Saved entries »
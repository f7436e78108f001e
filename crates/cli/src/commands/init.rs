//! Init command handler.
//!
//! Creates the prompts directory and the provider override file.

use clap::Args;
use prompter_core::{config::AppConfig, AppResult};
use prompter_prompt::materialize_default_override_source;

use super::open_store;

/// Initialize a prompts directory
#[derive(Args, Debug)]
pub struct InitCommand {}

impl InitCommand {
    pub fn execute(&self, config: &AppConfig) -> AppResult<()> {
        tracing::info!("Executing init command");

        let store = open_store(config);
        store.init()?;
        println!("Initialized prompts directory: {}", store.directory().display());

        let providers = materialize_default_override_source(&config.providers_path())?;
        println!("Provider overrides: {}", providers.display());

        Ok(())
    }
}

Required action » The entries above need to be repeated in full, exactly as written.

Written response »
repository f7436e78108f001e
filename crates/cli/src/commands/init.rs
//! Init command handler.
//!
//! Creates the prompts directory and the provider override file.

use clap::Args;
use prompter_core::{config::AppConfig, AppResult};
use prompter_prompt::materialize_default_override_source;

use super::open_store;

/// Initialize a prompts directory
#[derive(Args, Debug)]
pub struct InitCommand {}

impl InitCommand {
    pub fn execute(&self, config: &AppConfig) -> AppResult<()> {
        tracing::info!("Executing init command");

        let store = open_store(config);
        store.init()?;
        println!("Initialized prompts directory: {}", store.directory().display());

        let providers = materialize_default_override_source(&config.providers_path())?;
        println!("Provider overrides: {}", providers.display());

        Ok(())
    }
}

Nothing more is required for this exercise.